##### Information shown

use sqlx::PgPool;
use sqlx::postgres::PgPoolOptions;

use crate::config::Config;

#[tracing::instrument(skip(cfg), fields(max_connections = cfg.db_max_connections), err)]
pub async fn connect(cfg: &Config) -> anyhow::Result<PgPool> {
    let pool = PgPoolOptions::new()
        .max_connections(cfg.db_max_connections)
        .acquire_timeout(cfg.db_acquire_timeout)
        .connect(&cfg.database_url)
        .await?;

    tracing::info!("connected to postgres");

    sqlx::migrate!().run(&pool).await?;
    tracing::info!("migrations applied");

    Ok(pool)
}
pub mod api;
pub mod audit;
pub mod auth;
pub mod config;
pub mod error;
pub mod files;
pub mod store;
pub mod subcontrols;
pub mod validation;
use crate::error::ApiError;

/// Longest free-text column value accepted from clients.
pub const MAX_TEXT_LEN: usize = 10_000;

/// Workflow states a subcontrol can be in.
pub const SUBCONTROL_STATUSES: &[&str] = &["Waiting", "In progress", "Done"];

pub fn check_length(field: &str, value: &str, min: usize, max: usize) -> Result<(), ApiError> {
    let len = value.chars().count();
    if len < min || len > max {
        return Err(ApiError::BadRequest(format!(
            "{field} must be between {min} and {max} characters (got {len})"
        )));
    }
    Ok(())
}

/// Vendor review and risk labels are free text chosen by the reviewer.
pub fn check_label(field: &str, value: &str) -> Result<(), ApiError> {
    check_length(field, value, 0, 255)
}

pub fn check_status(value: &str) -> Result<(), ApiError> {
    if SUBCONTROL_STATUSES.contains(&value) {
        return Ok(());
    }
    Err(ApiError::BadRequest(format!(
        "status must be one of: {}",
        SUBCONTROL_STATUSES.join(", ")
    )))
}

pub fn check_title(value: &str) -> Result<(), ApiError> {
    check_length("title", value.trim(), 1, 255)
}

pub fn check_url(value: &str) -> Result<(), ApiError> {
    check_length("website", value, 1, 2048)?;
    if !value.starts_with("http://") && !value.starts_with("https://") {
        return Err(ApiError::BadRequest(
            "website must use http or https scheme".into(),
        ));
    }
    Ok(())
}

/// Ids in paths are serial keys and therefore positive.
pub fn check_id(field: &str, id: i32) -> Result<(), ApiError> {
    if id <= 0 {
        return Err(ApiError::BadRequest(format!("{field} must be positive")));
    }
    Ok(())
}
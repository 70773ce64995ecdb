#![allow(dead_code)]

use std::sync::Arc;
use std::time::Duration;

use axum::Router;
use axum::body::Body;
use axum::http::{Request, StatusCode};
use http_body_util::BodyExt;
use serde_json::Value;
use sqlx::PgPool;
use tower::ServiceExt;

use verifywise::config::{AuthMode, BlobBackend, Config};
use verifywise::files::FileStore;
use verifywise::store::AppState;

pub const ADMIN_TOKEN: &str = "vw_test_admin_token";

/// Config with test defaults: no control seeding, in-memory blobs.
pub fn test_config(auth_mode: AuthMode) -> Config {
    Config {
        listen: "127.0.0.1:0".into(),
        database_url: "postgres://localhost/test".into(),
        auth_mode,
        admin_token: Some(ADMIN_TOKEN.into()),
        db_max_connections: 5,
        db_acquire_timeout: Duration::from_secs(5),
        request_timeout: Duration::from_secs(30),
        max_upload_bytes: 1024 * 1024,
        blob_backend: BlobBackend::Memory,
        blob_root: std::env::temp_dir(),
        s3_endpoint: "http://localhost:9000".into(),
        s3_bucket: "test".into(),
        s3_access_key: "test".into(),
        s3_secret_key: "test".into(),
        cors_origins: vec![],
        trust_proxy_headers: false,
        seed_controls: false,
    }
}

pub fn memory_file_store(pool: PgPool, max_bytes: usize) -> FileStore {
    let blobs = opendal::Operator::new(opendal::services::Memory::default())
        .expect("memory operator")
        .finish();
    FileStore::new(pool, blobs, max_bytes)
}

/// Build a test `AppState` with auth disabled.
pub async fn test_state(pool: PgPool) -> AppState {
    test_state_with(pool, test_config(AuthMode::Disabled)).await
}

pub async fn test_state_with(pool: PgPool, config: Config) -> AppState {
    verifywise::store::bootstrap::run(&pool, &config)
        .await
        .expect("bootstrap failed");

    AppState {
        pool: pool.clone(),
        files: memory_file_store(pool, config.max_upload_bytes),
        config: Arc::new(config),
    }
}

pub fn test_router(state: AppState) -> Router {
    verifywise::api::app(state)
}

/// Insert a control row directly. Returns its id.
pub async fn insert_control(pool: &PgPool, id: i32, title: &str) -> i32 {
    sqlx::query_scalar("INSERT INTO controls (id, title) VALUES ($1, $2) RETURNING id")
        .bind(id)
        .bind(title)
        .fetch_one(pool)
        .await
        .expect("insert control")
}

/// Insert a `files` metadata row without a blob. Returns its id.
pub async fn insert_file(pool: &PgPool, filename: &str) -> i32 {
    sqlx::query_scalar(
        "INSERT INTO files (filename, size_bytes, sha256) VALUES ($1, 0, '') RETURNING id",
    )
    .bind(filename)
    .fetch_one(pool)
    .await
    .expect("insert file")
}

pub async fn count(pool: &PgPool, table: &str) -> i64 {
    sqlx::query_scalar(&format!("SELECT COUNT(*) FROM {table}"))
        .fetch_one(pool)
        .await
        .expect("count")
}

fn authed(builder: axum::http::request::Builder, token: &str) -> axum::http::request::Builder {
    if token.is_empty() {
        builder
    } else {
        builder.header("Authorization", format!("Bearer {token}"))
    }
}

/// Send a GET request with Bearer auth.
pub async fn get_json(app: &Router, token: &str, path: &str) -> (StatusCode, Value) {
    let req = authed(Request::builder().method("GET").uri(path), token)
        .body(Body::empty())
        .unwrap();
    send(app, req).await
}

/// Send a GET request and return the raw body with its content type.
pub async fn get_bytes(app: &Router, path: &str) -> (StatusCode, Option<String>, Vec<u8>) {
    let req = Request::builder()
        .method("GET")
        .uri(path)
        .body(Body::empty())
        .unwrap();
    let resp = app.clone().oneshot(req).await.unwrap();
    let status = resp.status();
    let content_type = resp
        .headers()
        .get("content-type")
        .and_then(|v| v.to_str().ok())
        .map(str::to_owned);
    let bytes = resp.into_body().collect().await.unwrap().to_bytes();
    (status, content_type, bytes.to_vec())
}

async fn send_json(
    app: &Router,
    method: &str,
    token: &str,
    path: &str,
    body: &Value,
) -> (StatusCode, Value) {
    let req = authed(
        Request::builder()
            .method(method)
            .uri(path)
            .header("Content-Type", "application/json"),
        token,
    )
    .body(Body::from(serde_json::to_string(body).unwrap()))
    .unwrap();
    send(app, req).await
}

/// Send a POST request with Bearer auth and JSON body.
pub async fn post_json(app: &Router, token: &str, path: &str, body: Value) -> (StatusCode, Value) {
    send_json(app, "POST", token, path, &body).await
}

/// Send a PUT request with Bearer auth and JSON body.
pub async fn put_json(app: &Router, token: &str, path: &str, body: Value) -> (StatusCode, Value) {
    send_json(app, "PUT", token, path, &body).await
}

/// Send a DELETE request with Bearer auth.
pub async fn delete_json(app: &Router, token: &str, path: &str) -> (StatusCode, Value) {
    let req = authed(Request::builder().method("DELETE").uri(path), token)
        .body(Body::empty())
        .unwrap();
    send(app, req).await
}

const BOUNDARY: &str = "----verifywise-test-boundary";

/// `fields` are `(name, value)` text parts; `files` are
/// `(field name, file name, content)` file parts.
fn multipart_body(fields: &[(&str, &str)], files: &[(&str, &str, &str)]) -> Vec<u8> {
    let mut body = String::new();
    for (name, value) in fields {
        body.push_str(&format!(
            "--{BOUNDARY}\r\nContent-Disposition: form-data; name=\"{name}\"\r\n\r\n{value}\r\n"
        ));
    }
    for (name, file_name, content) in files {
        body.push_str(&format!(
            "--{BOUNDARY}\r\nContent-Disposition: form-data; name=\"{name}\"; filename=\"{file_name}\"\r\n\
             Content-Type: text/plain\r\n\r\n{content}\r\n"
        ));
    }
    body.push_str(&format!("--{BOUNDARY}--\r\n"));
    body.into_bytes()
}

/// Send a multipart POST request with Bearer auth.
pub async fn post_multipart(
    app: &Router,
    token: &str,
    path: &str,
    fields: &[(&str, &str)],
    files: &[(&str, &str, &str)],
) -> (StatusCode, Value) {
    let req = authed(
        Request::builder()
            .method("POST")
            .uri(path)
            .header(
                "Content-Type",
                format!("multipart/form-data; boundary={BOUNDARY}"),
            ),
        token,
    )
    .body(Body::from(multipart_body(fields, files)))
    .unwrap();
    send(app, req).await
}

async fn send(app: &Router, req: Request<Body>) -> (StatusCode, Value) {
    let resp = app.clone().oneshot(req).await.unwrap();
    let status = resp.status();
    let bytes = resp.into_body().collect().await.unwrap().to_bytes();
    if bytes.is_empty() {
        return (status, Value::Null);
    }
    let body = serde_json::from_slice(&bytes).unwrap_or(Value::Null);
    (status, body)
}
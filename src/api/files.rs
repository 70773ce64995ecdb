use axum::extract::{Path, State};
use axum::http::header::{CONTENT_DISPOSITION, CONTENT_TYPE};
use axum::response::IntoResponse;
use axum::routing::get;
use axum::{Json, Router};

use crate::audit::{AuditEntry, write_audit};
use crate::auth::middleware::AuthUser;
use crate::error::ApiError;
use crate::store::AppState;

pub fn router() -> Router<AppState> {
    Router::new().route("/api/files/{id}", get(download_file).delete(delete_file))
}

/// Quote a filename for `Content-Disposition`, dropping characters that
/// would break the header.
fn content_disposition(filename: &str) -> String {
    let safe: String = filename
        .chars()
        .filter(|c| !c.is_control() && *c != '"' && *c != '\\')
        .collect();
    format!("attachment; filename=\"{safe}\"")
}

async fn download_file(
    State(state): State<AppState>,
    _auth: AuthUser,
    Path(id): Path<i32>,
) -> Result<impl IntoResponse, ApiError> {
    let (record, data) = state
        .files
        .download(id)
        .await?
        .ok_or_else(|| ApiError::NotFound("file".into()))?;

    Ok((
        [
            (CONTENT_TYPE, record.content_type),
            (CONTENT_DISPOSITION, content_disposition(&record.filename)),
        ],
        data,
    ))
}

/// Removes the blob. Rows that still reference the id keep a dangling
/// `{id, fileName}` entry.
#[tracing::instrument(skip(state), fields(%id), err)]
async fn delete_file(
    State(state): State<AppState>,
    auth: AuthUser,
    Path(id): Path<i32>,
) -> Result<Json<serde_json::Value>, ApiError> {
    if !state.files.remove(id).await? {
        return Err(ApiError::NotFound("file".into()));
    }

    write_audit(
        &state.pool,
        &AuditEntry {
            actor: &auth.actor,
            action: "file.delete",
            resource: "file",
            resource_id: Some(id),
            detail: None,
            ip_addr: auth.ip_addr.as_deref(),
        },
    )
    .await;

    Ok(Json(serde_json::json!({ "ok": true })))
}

##########

▶ What the task requires: Copy out each line of the listing that contains the word "localhost".

▶ Answer section:
        database_url: "postgres://localhost/test".into(),
        s3_endpoint: "http://localhost:9000".into(),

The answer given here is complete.